Answer with one number only: the count of lines below that hold the word "content".

--- START ---

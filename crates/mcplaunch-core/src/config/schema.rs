//! 按领域分组的配置结构体
//!
//! Loaded from environment variables with a single fallback policy.

use super::env_keys::{config as cfg_keys, observability as obv_keys, runtime as rt_keys};
use super::loader::{env_bool, env_optional, env_or};
use crate::paths::expand_home;
use std::path::PathBuf;

/// 可观测性配置：quiet、log_level、log_json
#[derive(Debug, Clone)]
pub struct ObservabilityConfig {
    pub quiet: bool,
    pub log_level: String,
    pub log_json: bool,
}

impl ObservabilityConfig {
    pub fn from_env() -> &'static Self {
        use std::sync::OnceLock;
        static CACHE: OnceLock<ObservabilityConfig> = OnceLock::new();
        CACHE.get_or_init(|| Self {
            quiet: env_bool(obv_keys::MCPLAUNCH_QUIET, &[], false),
            log_level: env_or(obv_keys::MCPLAUNCH_LOG_LEVEL, &[], || "warn".to_string()),
            log_json: env_bool(obv_keys::MCPLAUNCH_LOG_JSON, &[], false),
        })
    }
}

/// Launch-time settings: config file override, conda root, exec mode.
#[derive(Debug, Clone, Default)]
pub struct RuntimeConfig {
    /// Explicit profiles file (`MCPLAUNCH_CONFIG`); must exist when set.
    pub config_path: Option<PathBuf>,
    /// Conda installation root (`MCPLAUNCH_CONDA_ROOT`).
    pub conda_root: Option<PathBuf>,
    /// `CONDA_EXE` as exported by an already initialized conda shell.
    pub conda_exe: Option<PathBuf>,
    /// Spawn-and-wait instead of replacing the process image.
    pub force_spawn: bool,
}

impl RuntimeConfig {
    pub fn from_env() -> Self {
        Self {
            config_path: env_optional(cfg_keys::MCPLAUNCH_CONFIG, &[])
                .map(|p| expand_home(&PathBuf::from(p))),
            conda_root: env_optional(rt_keys::MCPLAUNCH_CONDA_ROOT, &[])
                .map(|p| expand_home(&PathBuf::from(p))),
            conda_exe: env_optional(rt_keys::CONDA_EXE, &[]).map(PathBuf::from),
            force_spawn: env_bool(rt_keys::MCPLAUNCH_SPAWN, &[], false),
        }
    }
}
impl ProfileRegistry {
    pub fn builtin() -> Self {
        let mut reg = Self::default();
        for cfg in builtin_profiles() {
            reg.insert(cfg, ProfileSource::Builtin);
        }
        reg
    }

    /// Built-ins overlaid with the first profiles file found.
    pub fn discover(runtime: &RuntimeConfig) -> Result<Self> {
        let mut reg = Self::builtin();
        let cwd = std::env::current_dir().ok();
        let config_dir = dirs::config_dir();
        let candidates =
            config_file_candidates(runtime.config_path.as_deref(), cwd.as_deref(), config_dir.as_deref());

        if let Some(explicit) = runtime.config_path.as_deref() {
            if !explicit.is_file() {
                return Err(LaunchError::Config(format!(
                    "{} points at a missing file: {}",
                    cfg_keys::MCPLAUNCH_CONFIG,
                    explicit.display()
                )));
            }
        }

        if let Some(path) = candidates.into_iter().find(|p| p.is_file()) {
            tracing::debug!(path = %path.display(), "Loading profiles file");
            reg.merge_file(&path)?;
        }
        Ok(reg)
    }

    pub fn insert(&mut self, cfg: LaunchConfig, source: ProfileSource) {
        self.profiles.insert(cfg.name.clone(), (cfg, source));
    }

    /// Read a profiles file and let its entries replace existing ones.
    ///
    /// Relative entries resolve against the file's directory, which is made
    /// absolute first so a relative `MCPLAUNCH_CONFIG` still yields absolute
    /// project directories.
    pub fn merge_file(&mut self, path: &Path) -> Result<()> {
        let path = absolutize(path)
            .map_err(|e| LaunchError::Config(format!("cannot resolve {}: {}", path.display(), e)))?;
        let path = path.as_path();
        let content = std::fs::read_to_string(path)
            .map_err(|e| LaunchError::Config(format!("cannot read {}: {}", path.display(), e)))?;
        let base = path
            .parent()
            .map(Path::to_path_buf)
            .unwrap_or_else(|| PathBuf::from("/"));
        self.merge_yaml(&content, &base, ProfileSource::File(path.to_path_buf()))
            .map_err(|e| match e {
                LaunchError::Config(msg) => {
                    LaunchError::Config(format!("{}: {}", path.display(), msg))
                }
                other => other,
            })
    }

    /// Parse profiles YAML; relative paths are anchored at `base`.
    pub fn merge_yaml(&mut self, content: &str, base: &Path, source: ProfileSource) -> Result<()> {
        let file: ProfilesFile = serde_yaml::from_str(content)
            .map_err(|e| LaunchError::Config(format!("invalid profiles file: {}", e)))?;
        for (name, def) in file.profiles {
            if def.program.trim().is_empty() {
                return Err(LaunchError::Config(format!(
                    "profile '{}' has an empty program",
                    name
                )));
            }
            let cfg = def.into_config(name, base);
            self.insert(cfg, source.clone());
        }
        Ok(())
    }

    pub fn get(&self, name: &str) -> Result<&LaunchConfig> {
        self.profiles.get(name).map(|(cfg, _)| cfg).ok_or_else(|| {
            LaunchError::Config(format!(
                "unknown profile '{}' (known: {})",
                name,
                self.names().collect::<Vec<_>>().join(", ")
            ))
        })
    }

    pub fn contains(&self, name: &str) -> bool {
        self.profiles.contains_key(name)
    }

    pub fn names(&self) -> impl Iterator<Item = &str> {
        self.profiles.keys().map(String::as_str)
    }

    pub fn iter(&self) -> impl Iterator<Item = (&LaunchConfig, &ProfileSource)> {
        self.profiles.values().map(|(cfg, src)| (cfg, src))
    }
}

--- END ---

EXERCISE ANSWER.
4